Supongo que nadie discute el éxito electoral de Podemos y las que Pablo Iglesias llama «las fuerzas del cambio»: las Mareas, Compromís, En Comú y otras organizaciones asociadas a su marca. Por no discutir ese éxito, los mercados han confundido a esa formación con Syriza y se han puesto a bajar la Bolsa y a subir la prima de riesgo, asociando su estelar aparición en el próximo Parlamento al clima de inestabilidad provocado por las dudas sobre el próximo Gobierno y su presidente. Pablo Iglesias y sus seguidores, que son más de cinco millones, pueden sentir el legítimo orgullo de haberse instalado como medalla de bronce en el podio de la política nacional.

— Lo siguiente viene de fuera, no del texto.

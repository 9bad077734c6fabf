//! FinSight Observability Library
//!
//! Provides the shared tracing setup used by FinSight services.
//!
//! # Features
//! - Structured logging with a consistent schema across services
//! - JSON output for production, pretty output for development
//! - `RUST_LOG`-compatible level filtering

pub mod init;

pub use init::*;

// Re-export tracing for convenience
pub use tracing::{debug, error, info, instrument, span, trace, warn, Level};
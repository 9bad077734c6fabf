pub mod answer;
pub mod embedding;
pub mod history;
pub mod llm;
pub mod prompt;
pub mod query_cache;
pub mod rag;
pub mod user_store;
pub mod vector_index;

use std::sync::Arc;

use crate::config::AppConfig;

/// Shared service state injected into every handler. Built once at startup;
/// the per-user store map inside is the only mutable structure.
pub struct AppState {
    pub config: AppConfig,
    pub embedder: Arc<dyn embedding::Embedder>,
    pub llm: Arc<dyn llm::ChatModel>,
    pub stores: Arc<user_store::UserStores>,
    pub history: Arc<history::ChatHistory>,
    pub cache: Arc<query_cache::QueryCache>,
    pub kernel: rag::RagKernel,
}
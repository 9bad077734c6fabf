//! In-memory vector index with cosine ranking.
//!
//! One index per user, positionally aligned with the user's document list:
//! the vector at ordinal `i` belongs to document `i`.

use anyhow::{anyhow, Result};

#[derive(Debug, Clone)]
pub struct VectorIndex {
    vectors: Vec<Vec<f32>>,
    dimension: usize,
}

/// A ranked hit: document ordinal plus cosine similarity.
#[derive(Debug, Clone, Copy, PartialEq)]
pub struct SearchHit {
    pub ordinal: usize,
    pub score: f32,
}

fn normalize(mut v: Vec<f32>) -> Vec<f32> {
    let magnitude: f32 = v.iter().map(|x| x * x).sum::<f32>().sqrt();
    if magnitude > 0.0 {
        for x in &mut v {
            *x /= magnitude;
        }
    }
    v
}

impl VectorIndex {
    pub fn empty(dimension: usize) -> Self {
        Self { vectors: Vec::new(), dimension }
    }

    /// Build an index from raw embeddings. Vectors are normalized on entry so
    /// the search loop is a plain dot product.
    pub fn from_embeddings(embeddings: Vec<Vec<f32>>, dimension: usize) -> Result<Self> {
        for (i, v) in embeddings.iter().enumerate() {
            if v.len() != dimension {
                return Err(anyhow!(
                    "embedding {i} has dimension {}, expected {dimension}",
                    v.len()
                ));
            }
        }
        Ok(Self {
            vectors: embeddings.into_iter().map(normalize).collect(),
            dimension,
        })
    }

    pub fn len(&self) -> usize {
        self.vectors.len()
    }

    pub fn is_empty(&self) -> bool {
        self.vectors.is_empty()
    }

    pub fn dimension(&self) -> usize {
        self.dimension
    }

    /// Top-k nearest neighbours by cosine similarity, highest first. Ties
    /// break by ordinal so results are stable.
    pub fn search(&self, query: &[f32], k: usize) -> Vec<SearchHit> {
        if self.vectors.is_empty() || k == 0 || query.len() != self.dimension {
            return Vec::new();
        }

        let query = normalize(query.to_vec());
        let mut hits: Vec<SearchHit> = self
            .vectors
            .iter()
            .enumerate()
            .map(|(ordinal, v)| SearchHit {
                ordinal,
                score: v.iter().zip(query.iter()).map(|(a, b)| a * b).sum(),
            })
            .collect();

        hits.sort_by(|a, b| {
            b.score
                .partial_cmp(&a.score)
                .unwrap_or(std::cmp::Ordering::Equal)
                .then(a.ordinal.cmp(&b.ordinal))
        });
        hits.truncate(k);
        hits
    }
}

#[cfg(test)]
mod tests {
    use super::*;

    fn index(vectors: Vec<Vec<f32>>) -> VectorIndex {
        VectorIndex::from_embeddings(vectors, 3).unwrap()
    }

    #[test]
    fn identical_vector_ranks_first() {
        let idx = index(vec![
            vec![0.0, 1.0, 0.0],
            vec![1.0, 0.0, 0.0],
            vec![0.9, 0.1, 0.0],
        ]);

        let hits = idx.search(&[1.0, 0.0, 0.0], 3);
        assert_eq!(hits[0].ordinal, 1);
        assert!(hits[0].score > hits[1].score);
        assert_eq!(hits[1].ordinal, 2);
    }

    #[test]
    fn k_bounds_result_size() {
        let idx = index(vec![vec![1.0, 0.0, 0.0]; 5]);
        assert_eq!(idx.search(&[1.0, 0.0, 0.0], 2).len(), 2);
        assert_eq!(idx.search(&[1.0, 0.0, 0.0], 50).len(), 5);
    }

    #[test]
    fn empty_index_returns_nothing() {
        let idx = VectorIndex::empty(3);
        assert!(idx.search(&[1.0, 0.0, 0.0], 10).is_empty());
    }

    #[test]
    fn dimension_mismatch_is_rejected() {
        assert!(VectorIndex::from_embeddings(vec![vec![1.0, 0.0]], 3).is_err());
    }

    #[test]
    fn zero_vector_scores_zero() {
        let idx = index(vec![vec![0.0, 0.0, 0.0], vec![1.0, 0.0, 0.0]]);
        let hits = idx.search(&[1.0, 0.0, 0.0], 2);
        assert_eq!(hits[0].ordinal, 1);
        assert_eq!(hits[1].score, 0.0);
    }
}
use std::env;

#[derive(Clone, Debug)]
pub struct AppConfig {
    // Server
    pub host: String,
    pub port: u16,
    pub allow_origins: Vec<String>,

    // LLM gateway
    pub llm_api_key: String,
    pub llm_base_url: String,
    pub llm_model: String,
    pub llm_temperature: f32,
    pub llm_top_p: f32,
    pub llm_max_tokens: u32,
    pub llm_frequency_penalty: f32,
    pub llm_presence_penalty: f32,
    pub llm_timeout_seconds: u64,

    // Embeddings
    pub embedding_model_id: String,

    // Retrieval and stores
    pub vector_top_k: usize,
    pub smart_full_max_docs: usize,
    pub corpus_max_docs: usize,
    pub store_ttl_seconds: u64,
    pub query_cache_ttl_seconds: u64,

    // Chat history (optional)
    pub chat_history_url: Option<String>,
}

fn env_parsed<T: std::str::FromStr>(key: &str, default: T) -> T {
    env::var(key).ok().and_then(|v| v.parse().ok()).unwrap_or(default)
}

impl AppConfig {
    pub fn from_env() -> Self {
        dotenv::dotenv().ok();

        Self {
            host: env::var("BIND_HOST").unwrap_or_else(|_| "0.0.0.0".to_string()),
            port: env_parsed("PORT", 9000),
            allow_origins: env::var("ALLOW_ORIGINS")
                .unwrap_or_else(|_| "*".to_string())
                .split(',')
                .map(|s| s.trim().to_string())
                .filter(|s| !s.is_empty())
                .collect(),

            llm_api_key: env::var("LLM_API_KEY").expect("LLM_API_KEY must be set"),
            llm_base_url: env::var("LLM_BASE_URL")
                .unwrap_or_else(|_| "https://openrouter.ai/api/v1".to_string()),
            llm_model: env::var("LLM_MODEL")
                .unwrap_or_else(|_| "meta-llama/llama-3.2-3b-instruct:free".to_string()),
            llm_temperature: env_parsed("LLM_TEMPERATURE", 0.8),
            llm_top_p: env_parsed("LLM_TOP_P", 0.9),
            llm_max_tokens: env_parsed("LLM_MAX_TOKENS", 3000),
            llm_frequency_penalty: env_parsed("LLM_FREQUENCY_PENALTY", 0.3),
            llm_presence_penalty: env_parsed("LLM_PRESENCE_PENALTY", 0.3),
            llm_timeout_seconds: env_parsed("LLM_TIMEOUT_SECONDS", 60),

            embedding_model_id: env::var("EMBEDDING_MODEL_ID")
                .unwrap_or_else(|_| "sentence-transformers/all-MiniLM-L6-v2".to_string()),

            vector_top_k: env_parsed("VECTOR_TOP_K", 50),
            smart_full_max_docs: env_parsed("SMART_FULL_MAX_DOCS", 200),
            corpus_max_docs: env_parsed("CORPUS_MAX_DOCS", 500_000),
            store_ttl_seconds: env_parsed("STORE_TTL_SECONDS", 3600),
            query_cache_ttl_seconds: env_parsed("QUERY_CACHE_TTL_SECONDS", 1800),

            chat_history_url: env::var("CHAT_HISTORY_URL").ok(),
        }
    }
}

Y ya que utilizo esa clasificación deportiva, creo que se cumple la ley del bronce que describió Manuel Conthe: lo peor es tener la medalla de plata (PSOE), porque quien la gana mira al número uno con envidia y lamenta que le haya arrebatado el puesto de honor. En cambio, el del bronce mira hacia abajo, contempla con superioridad a todos los que ha dejado atrás y se siente el gran triunfador. Ayer, escuchando a Pablo Iglesias en su rueda de prensa, me pareció la representación política y humana de esa ley no escrita. Es más: se siente el ganador real de las elecciones, ya que solo le «faltó una semana y un debate» para ser el nuevo inquilino de la Moncloa.

La aplicación de la ley del bronce situó a Iglesias como sobrado. Ayer no habló como líder de un partido. Ni siquiera como presidente de un Gobierno. Habló casi como un jefe de Estado, que pide calma y altura de miras, lo cual le honra; pero anuncia un paso cuya iniciativa en principio está reservada al rey o al partido más votado en circunstancias como las actuales: se dispone a iniciar una ronda de consultas con los partidos, se supone que para encauzar la situación crítica del país. Y algo más: con sus 69 escaños, que son muchos, pero no dejan de situarle en el tercer puesto, eleva a dogma su criterio sobre España, hasta el punto de asegurar que no entenderla como plurinacional en entregar el poder a Rajoy. Y propuso una serie de medidas sin las cuales la democracia en España no tiene calidad: reforma electoral, moción de confianza de la ciudadanía para echar al gobernante que no cumpla sus compromisos, blindaje constitucional de derechos sociales, independencia de la Justicia y derecho a decidir de Cataluña, que considera imprescindible.

Todas esas son propuestas razonables. Yo mismo coincido con la mayoría. Pero un poquito de modestia sería una buena compañía para empezar a entendernos. Da un poco de repelús esa forma de hablar de lo «inevitable» o lo «inexcusable». Yo no se lo recomendaría a nadie como forma de empezar a negociar con los demás.